Return the lines below that contain "https".

(Records for the exercise Opens)

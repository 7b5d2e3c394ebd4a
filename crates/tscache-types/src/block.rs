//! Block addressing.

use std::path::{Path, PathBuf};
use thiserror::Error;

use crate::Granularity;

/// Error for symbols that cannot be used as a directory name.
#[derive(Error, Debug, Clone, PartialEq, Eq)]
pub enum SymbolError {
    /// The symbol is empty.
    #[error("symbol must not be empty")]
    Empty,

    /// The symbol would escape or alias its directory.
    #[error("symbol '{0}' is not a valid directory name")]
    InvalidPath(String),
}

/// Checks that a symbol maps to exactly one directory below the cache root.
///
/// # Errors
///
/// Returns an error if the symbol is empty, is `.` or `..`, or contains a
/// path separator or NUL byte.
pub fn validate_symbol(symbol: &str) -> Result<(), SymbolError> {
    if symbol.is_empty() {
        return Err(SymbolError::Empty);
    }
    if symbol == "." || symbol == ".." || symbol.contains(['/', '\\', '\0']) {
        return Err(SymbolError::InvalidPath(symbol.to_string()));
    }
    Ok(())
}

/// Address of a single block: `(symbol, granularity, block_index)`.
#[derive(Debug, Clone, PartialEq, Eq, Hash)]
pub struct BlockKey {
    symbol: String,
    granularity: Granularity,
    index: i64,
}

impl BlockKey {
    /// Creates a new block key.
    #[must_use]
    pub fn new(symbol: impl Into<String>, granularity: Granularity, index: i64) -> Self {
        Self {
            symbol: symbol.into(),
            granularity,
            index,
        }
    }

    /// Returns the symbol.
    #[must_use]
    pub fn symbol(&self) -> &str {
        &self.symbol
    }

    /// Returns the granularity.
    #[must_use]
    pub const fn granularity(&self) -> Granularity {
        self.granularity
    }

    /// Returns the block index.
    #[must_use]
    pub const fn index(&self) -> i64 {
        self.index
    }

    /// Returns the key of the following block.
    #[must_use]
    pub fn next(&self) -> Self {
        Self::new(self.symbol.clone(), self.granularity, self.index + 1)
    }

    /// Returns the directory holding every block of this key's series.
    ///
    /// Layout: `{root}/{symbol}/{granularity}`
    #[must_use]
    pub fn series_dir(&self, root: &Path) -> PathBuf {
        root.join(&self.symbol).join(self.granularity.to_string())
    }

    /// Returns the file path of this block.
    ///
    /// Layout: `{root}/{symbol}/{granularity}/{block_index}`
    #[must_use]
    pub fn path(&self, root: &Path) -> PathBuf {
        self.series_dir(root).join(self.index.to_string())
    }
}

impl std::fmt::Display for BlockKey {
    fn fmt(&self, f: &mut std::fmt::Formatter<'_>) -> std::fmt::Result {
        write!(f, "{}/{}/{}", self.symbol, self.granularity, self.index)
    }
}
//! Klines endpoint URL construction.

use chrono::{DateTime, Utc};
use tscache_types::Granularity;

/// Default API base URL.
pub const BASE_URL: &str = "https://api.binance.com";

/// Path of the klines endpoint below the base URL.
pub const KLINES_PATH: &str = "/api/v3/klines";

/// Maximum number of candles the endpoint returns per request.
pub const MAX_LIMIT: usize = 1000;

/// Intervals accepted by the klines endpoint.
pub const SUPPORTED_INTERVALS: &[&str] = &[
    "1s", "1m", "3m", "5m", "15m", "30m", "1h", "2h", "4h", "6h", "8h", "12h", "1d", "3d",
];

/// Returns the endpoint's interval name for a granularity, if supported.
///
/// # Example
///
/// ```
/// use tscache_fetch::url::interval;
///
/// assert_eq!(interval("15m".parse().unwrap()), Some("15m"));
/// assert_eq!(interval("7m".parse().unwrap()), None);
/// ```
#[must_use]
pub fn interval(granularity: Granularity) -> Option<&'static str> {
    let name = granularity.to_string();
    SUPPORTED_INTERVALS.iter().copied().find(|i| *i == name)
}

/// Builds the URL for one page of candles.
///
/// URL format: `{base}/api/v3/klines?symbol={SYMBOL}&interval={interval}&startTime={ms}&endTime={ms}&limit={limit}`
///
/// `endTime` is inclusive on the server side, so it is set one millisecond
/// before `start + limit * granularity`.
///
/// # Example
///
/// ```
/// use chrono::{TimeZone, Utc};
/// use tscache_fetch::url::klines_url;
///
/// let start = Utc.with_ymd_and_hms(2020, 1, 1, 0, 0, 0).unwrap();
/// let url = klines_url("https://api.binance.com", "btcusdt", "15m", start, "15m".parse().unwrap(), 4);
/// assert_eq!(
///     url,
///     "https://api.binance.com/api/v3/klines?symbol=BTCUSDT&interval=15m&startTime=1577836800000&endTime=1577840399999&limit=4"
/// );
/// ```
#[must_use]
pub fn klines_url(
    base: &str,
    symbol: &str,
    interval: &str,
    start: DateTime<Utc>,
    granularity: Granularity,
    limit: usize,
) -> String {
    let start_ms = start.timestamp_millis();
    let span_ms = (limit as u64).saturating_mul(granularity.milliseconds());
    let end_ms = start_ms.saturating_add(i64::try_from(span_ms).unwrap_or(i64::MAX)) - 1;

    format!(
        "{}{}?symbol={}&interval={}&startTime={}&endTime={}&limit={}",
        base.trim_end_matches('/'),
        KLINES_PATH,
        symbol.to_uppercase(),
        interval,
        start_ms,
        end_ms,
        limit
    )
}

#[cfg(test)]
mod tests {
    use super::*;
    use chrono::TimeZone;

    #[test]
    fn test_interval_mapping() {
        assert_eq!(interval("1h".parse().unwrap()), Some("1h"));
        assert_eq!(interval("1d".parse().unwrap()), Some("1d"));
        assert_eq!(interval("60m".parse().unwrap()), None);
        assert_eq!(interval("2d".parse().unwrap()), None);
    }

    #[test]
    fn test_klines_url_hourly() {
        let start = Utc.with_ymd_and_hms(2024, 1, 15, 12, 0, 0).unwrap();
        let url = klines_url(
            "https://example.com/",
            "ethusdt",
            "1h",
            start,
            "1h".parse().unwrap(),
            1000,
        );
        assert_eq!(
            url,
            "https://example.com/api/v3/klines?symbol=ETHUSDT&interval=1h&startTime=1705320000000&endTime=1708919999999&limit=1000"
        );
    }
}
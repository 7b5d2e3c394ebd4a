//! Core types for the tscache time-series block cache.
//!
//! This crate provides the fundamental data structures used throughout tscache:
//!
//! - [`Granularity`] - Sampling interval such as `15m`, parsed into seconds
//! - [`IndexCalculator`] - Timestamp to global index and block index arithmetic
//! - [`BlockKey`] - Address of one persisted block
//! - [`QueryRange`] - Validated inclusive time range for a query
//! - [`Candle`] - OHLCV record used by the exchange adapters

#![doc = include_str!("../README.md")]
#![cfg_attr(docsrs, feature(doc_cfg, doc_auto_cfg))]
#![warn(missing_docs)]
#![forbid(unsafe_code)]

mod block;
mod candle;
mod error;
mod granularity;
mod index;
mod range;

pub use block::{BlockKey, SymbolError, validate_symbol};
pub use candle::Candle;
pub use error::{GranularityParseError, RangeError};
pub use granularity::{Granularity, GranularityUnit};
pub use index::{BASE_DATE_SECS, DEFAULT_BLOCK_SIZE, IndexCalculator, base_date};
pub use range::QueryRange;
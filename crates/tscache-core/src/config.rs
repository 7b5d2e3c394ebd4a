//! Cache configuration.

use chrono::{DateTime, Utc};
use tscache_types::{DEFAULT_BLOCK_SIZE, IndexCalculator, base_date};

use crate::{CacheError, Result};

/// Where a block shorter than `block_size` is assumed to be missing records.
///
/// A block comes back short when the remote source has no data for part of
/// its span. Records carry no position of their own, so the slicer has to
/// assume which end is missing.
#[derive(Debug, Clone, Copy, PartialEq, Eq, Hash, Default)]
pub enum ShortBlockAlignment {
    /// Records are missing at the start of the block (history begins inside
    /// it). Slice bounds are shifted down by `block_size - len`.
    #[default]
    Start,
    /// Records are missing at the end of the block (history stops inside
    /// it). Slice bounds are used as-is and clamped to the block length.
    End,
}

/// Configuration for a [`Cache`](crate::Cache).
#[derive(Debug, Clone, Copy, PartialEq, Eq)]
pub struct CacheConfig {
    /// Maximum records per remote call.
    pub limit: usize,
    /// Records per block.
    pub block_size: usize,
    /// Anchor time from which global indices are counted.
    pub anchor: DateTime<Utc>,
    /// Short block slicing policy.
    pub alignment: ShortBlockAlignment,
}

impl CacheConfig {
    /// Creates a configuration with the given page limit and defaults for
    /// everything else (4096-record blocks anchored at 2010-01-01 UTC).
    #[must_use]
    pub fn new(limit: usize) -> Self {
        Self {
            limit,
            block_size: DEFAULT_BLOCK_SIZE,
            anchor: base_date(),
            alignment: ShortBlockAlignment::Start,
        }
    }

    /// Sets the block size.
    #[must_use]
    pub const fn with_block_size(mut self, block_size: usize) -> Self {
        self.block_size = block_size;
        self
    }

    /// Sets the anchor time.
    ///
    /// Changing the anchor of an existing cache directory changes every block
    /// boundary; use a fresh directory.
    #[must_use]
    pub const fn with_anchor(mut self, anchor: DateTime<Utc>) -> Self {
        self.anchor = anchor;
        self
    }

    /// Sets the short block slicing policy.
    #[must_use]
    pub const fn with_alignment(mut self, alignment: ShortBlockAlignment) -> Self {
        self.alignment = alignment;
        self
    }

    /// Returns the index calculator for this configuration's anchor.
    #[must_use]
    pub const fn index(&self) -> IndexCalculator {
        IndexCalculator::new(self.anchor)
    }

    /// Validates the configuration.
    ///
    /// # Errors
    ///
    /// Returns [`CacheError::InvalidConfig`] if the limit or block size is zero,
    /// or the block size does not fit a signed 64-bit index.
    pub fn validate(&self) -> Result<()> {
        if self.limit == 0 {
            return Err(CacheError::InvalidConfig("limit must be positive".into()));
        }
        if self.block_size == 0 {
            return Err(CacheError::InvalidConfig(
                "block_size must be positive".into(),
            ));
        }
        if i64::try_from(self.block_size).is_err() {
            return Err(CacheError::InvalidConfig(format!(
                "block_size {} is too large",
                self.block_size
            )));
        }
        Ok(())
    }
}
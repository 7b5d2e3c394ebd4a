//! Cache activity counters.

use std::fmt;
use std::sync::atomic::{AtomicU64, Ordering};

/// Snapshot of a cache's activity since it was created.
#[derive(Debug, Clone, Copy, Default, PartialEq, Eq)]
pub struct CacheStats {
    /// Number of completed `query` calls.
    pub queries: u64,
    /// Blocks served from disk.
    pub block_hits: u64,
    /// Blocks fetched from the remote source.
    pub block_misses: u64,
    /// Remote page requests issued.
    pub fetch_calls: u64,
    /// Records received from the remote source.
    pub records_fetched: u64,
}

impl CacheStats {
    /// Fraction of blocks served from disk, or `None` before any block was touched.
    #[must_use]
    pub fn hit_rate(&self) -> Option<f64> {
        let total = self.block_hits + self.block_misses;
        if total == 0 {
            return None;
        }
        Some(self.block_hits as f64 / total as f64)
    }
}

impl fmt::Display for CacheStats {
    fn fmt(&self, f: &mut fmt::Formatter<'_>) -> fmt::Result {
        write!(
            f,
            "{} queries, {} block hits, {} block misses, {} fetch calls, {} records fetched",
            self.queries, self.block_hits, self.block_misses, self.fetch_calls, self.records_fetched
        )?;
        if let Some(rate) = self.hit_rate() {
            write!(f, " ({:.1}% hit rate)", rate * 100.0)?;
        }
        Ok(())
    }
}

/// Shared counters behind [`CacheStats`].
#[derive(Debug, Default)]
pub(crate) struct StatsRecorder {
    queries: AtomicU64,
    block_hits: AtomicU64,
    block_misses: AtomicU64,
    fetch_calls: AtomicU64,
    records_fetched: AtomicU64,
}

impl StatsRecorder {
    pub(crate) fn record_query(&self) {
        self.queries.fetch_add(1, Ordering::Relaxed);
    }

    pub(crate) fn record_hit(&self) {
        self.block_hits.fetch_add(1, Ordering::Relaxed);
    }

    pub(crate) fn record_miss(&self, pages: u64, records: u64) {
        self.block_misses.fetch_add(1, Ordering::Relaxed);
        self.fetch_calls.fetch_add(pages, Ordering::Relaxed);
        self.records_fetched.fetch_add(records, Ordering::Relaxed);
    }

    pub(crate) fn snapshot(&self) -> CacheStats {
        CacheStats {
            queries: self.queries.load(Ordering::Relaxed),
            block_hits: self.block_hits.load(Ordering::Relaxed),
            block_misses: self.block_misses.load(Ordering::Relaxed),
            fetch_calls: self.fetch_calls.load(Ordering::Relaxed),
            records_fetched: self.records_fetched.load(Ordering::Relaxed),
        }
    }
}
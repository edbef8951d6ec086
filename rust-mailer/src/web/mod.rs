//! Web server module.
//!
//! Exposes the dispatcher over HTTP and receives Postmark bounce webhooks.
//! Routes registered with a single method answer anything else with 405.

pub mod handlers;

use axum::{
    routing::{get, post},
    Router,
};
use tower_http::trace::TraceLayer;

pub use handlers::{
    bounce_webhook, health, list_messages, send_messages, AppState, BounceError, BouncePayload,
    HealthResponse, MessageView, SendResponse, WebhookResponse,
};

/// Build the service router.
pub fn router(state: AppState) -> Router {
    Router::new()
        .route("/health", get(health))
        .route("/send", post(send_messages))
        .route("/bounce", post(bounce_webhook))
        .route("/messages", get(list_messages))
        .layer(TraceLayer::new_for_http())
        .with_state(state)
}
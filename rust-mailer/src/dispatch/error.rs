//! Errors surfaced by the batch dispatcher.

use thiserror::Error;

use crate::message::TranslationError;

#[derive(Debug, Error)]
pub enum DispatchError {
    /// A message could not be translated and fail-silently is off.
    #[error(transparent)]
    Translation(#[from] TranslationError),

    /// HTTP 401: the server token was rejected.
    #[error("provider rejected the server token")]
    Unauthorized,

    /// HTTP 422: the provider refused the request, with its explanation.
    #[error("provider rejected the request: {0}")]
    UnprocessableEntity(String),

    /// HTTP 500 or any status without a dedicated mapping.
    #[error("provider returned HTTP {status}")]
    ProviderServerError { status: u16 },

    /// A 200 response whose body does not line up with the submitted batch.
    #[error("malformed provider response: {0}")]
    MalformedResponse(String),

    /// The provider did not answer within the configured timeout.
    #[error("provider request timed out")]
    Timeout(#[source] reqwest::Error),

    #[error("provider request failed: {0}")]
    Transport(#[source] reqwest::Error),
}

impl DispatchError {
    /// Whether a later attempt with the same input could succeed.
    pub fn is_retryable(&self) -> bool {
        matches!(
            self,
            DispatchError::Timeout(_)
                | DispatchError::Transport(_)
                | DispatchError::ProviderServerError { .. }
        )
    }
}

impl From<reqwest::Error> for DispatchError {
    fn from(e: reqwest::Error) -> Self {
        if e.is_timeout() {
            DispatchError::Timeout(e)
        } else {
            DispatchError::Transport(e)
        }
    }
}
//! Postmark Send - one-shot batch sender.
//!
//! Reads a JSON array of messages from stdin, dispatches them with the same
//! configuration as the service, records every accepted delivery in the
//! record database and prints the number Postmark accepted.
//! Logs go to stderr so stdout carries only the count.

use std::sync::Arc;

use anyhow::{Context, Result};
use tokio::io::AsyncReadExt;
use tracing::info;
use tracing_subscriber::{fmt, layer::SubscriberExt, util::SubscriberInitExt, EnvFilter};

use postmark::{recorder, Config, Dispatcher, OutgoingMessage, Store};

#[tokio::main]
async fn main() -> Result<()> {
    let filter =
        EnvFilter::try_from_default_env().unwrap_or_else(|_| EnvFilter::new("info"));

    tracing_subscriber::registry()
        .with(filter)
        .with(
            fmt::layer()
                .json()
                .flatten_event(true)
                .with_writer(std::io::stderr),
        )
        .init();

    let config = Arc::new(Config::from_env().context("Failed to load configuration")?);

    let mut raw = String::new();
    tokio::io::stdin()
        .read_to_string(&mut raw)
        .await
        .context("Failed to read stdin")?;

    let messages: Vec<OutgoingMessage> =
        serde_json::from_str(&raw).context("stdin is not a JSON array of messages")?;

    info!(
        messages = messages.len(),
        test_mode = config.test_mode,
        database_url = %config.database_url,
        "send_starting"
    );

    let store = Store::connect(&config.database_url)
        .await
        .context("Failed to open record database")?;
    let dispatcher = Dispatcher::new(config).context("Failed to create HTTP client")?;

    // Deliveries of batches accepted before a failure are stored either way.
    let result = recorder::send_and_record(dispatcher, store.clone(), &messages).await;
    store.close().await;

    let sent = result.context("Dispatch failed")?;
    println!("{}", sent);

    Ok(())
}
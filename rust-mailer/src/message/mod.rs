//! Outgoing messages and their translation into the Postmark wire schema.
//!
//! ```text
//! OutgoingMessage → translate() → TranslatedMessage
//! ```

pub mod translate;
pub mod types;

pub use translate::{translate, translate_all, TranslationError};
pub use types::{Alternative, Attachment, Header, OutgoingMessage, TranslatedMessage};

(Records for the exercise Closes)

_Written reply:_
pub const BASE_URL: &str = "https://api.binance.com";
/// let url = klines_url("https://api.binance.com", "btcusdt", "15m", start, "15m".parse().unwrap(), 4);
///     "https://api.binance.com/api/v3/klines?symbol=BTCUSDT&interval=15m&startTime=1577836800000&endTime=1577840399999&limit=4"
            "https://example.com/",
            "https://example.com/api/v3/klines?symbol=ETHUSDT&interval=1h&startTime=1705320000000&endTime=1708919999999&limit=1000"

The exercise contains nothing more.